(Extracted records begins)

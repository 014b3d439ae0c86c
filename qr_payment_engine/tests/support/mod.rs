//! Shared helpers for the lifecycle integration tests: a throwaway on-disk database per test, and a scripted
//! provider whose answers the test controls.
use std::{
    collections::HashMap,
    sync::{Arc, Mutex},
};

use chrono::{DateTime, Utc};
use qpg_common::Money;
use qr_payment_engine::{
    db_types::{NewPaymentRequest, ProviderStatus, RequestId, Tender},
    traits::{PaymentProvider, ProviderError, ProviderPaymentIntent, ProviderStatusReport},
    SqliteStore,
};
use rand::{distributions::Alphanumeric, Rng};

pub fn random_db_path() -> String {
    let id: String = rand::thread_rng().sample_iter(&Alphanumeric).take(12).map(char::from).collect();
    let mut path = std::env::temp_dir();
    path.push(format!("qpg_test_{id}.db"));
    path.to_string_lossy().into_owned()
}

/// A fresh store backed by its own database file, with migrations applied.
pub async fn prepare_test_store() -> SqliteStore {
    let _ = env_logger::try_init();
    let url = format!("sqlite://{}?mode=rwc", random_db_path());
    let store = SqliteStore::new_with_url(&url, 5).await.expect("Could not create test database");
    sqlx::migrate!("./migrations").run(store.pool()).await.expect("Could not run migrations");
    store
}

pub fn new_request(request_id: &str, amount: &str) -> NewPaymentRequest {
    let amount = amount.parse::<Money>().expect("Invalid test amount");
    NewPaymentRequest::new(RequestId::from(request_id), amount, "JPY", Tender::Paypay, 1)
}

/// A provider whose behavior is scripted per request id. Unscripted status queries answer `UNKNOWN`, and unscripted
/// creates succeed with a synthetic reference, so tests only spell out what they care about.
#[derive(Clone, Default)]
pub struct ScriptedProvider {
    reports: Arc<Mutex<HashMap<RequestId, Result<ProviderStatusReport, ProviderError>>>>,
    create_failure: Arc<Mutex<Option<ProviderError>>>,
    intent_expiry: Arc<Mutex<Option<DateTime<Utc>>>>,
}

impl ScriptedProvider {
    pub fn new() -> Self {
        Self::default()
    }

    pub fn set_report(&self, request_id: &str, report: ProviderStatusReport) {
        self.reports.lock().unwrap().insert(RequestId::from(request_id), Ok(report));
    }

    pub fn set_query_failure(&self, request_id: &str, err: ProviderError) {
        self.reports.lock().unwrap().insert(RequestId::from(request_id), Err(err));
    }

    /// The next `create_payment_request` call fails with `err`. The one after that succeeds again.
    pub fn fail_next_create(&self, err: ProviderError) {
        *self.create_failure.lock().unwrap() = Some(err);
    }

    /// Makes subsequent creates carry a provider-side deadline.
    pub fn set_intent_expiry(&self, expires_at: DateTime<Utc>) {
        *self.intent_expiry.lock().unwrap() = Some(expires_at);
    }
}

impl PaymentProvider for ScriptedProvider {
    async fn create_payment_request(
        &self,
        request: &NewPaymentRequest,
    ) -> Result<ProviderPaymentIntent, ProviderError> {
        if let Some(err) = self.create_failure.lock().unwrap().take() {
            return Err(err);
        }
        let expires_at = *self.intent_expiry.lock().unwrap();
        Ok(ProviderPaymentIntent {
            provider_reference: format!("https://qr.example.com/{}", request.request_id),
            expires_at,
        })
    }

    async fn query_status(&self, request_id: &RequestId) -> Result<ProviderStatusReport, ProviderError> {
        match self.reports.lock().unwrap().get(request_id) {
            Some(result) => result.clone(),
            None => Ok(ProviderStatusReport::new(ProviderStatus::Unknown)),
        }
    }
}
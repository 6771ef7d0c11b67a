//! Ontology primitives describing station classes and their individuals.
//!
//! The module holds pure value objects and schema definitions only. Decoding
//! from the metadata service's wire shapes lives in [`records`].

pub mod entities;
pub mod records;
pub mod value_objects;

pub use entities::{
    AssertedValue, ClassSchema, DataRange, IndividualDto, OntologyError, PropertyAssertion,
    PropertyDefinition, PropertyKind, Resource, Restriction,
};
pub use records::{ClassRecord, DataRangeRecord, PropertyRecord, RestrictionRecord};
pub use value_objects::{Iri, IriError, XSD};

(Extracted records ends)

- Your task: Recopy the entries above in their entirety, exactly.

- Exercise solution:
repository 014b3d439ae0c86c
filename qr_payment_engine/tests/support/mod.rs
//! Shared helpers for the lifecycle integration tests: a throwaway on-disk database per test, and a scripted
//! provider whose answers the test controls.
use std::{
    collections::HashMap,
    sync::{Arc, Mutex},
};

use chrono::{DateTime, Utc};
use qpg_common::Money;
use qr_payment_engine::{
    db_types::{NewPaymentRequest, ProviderStatus, RequestId, Tender},
    traits::{PaymentProvider, ProviderError, ProviderPaymentIntent, ProviderStatusReport},
    SqliteStore,
};
use rand::{distributions::Alphanumeric, Rng};

pub fn random_db_path() -> String {
    let id: String = rand::thread_rng().sample_iter(&Alphanumeric).take(12).map(char::from).collect();
    let mut path = std::env::temp_dir();
    path.push(format!("qpg_test_{id}.db"));
    path.to_string_lossy().into_owned()
}

/// A fresh store backed by its own database file, with migrations applied.
pub async fn prepare_test_store() -> SqliteStore {
    let _ = env_logger::try_init();
    let url = format!("sqlite://{}?mode=rwc", random_db_path());
    let store = SqliteStore::new_with_url(&url, 5).await.expect("Could not create test database");
    sqlx::migrate!("./migrations").run(store.pool()).await.expect("Could not run migrations");
    store
}

pub fn new_request(request_id: &str, amount: &str) -> NewPaymentRequest {
    let amount = amount.parse::<Money>().expect("Invalid test amount");
    NewPaymentRequest::new(RequestId::from(request_id), amount, "JPY", Tender::Paypay, 1)
}

/// A provider whose behavior is scripted per request id. Unscripted status queries answer `UNKNOWN`, and unscripted
/// creates succeed with a synthetic reference, so tests only spell out what they care about.
#[derive(Clone, Default)]
pub struct ScriptedProvider {
    reports: Arc<Mutex<HashMap<RequestId, Result<ProviderStatusReport, ProviderError>>>>,
    create_failure: Arc<Mutex<Option<ProviderError>>>,
    intent_expiry: Arc<Mutex<Option<DateTime<Utc>>>>,
}

impl ScriptedProvider {
    pub fn new() -> Self {
        Self::default()
    }

    pub fn set_report(&self, request_id: &str, report: ProviderStatusReport) {
        self.reports.lock().unwrap().insert(RequestId::from(request_id), Ok(report));
    }

    pub fn set_query_failure(&self, request_id: &str, err: ProviderError) {
        self.reports.lock().unwrap().insert(RequestId::from(request_id), Err(err));
    }

    /// The next `create_payment_request` call fails with `err`. The one after that succeeds again.
    pub fn fail_next_create(&self, err: ProviderError) {
        *self.create_failure.lock().unwrap() = Some(err);
    }

    /// Makes subsequent creates carry a provider-side deadline.
    pub fn set_intent_expiry(&self, expires_at: DateTime<Utc>) {
        *self.intent_expiry.lock().unwrap() = Some(expires_at);
    }
}

impl PaymentProvider for ScriptedProvider {
    async fn create_payment_request(
        &self,
        request: &NewPaymentRequest,
    ) -> Result<ProviderPaymentIntent, ProviderError> {
        if let Some(err) = self.create_failure.lock().unwrap().take() {
            return Err(err);
        }
        let expires_at = *self.intent_expiry.lock().unwrap();
        Ok(ProviderPaymentIntent {
            provider_reference: format!("https://qr.example.com/{}", request.request_id),
            expires_at,
        })
    }

    async fn query_status(&self, request_id: &RequestId) -> Result<ProviderStatusReport, ProviderError> {
        match self.reports.lock().unwrap().get(request_id) {
            Some(result) => result.clone(),
            None => Ok(ProviderStatusReport::new(ProviderStatus::Unknown)),
        }
    }
}
repository 6771ef7d0c11b67a
//! Ontology primitives describing station classes and their individuals.
//!
//! The module holds pure value objects and schema definitions only. Decoding
//! from the metadata service's wire shapes lives in [`records`].

pub mod entities;
pub mod records;
pub mod value_objects;

pub use entities::{
    AssertedValue, ClassSchema, DataRange, IndividualDto, OntologyError, PropertyAssertion,
    PropertyDefinition, PropertyKind, Resource, Restriction,
};
pub use records::{ClassRecord, DataRangeRecord, PropertyRecord, RestrictionRecord};
pub use value_objects::{Iri, IriError, XSD};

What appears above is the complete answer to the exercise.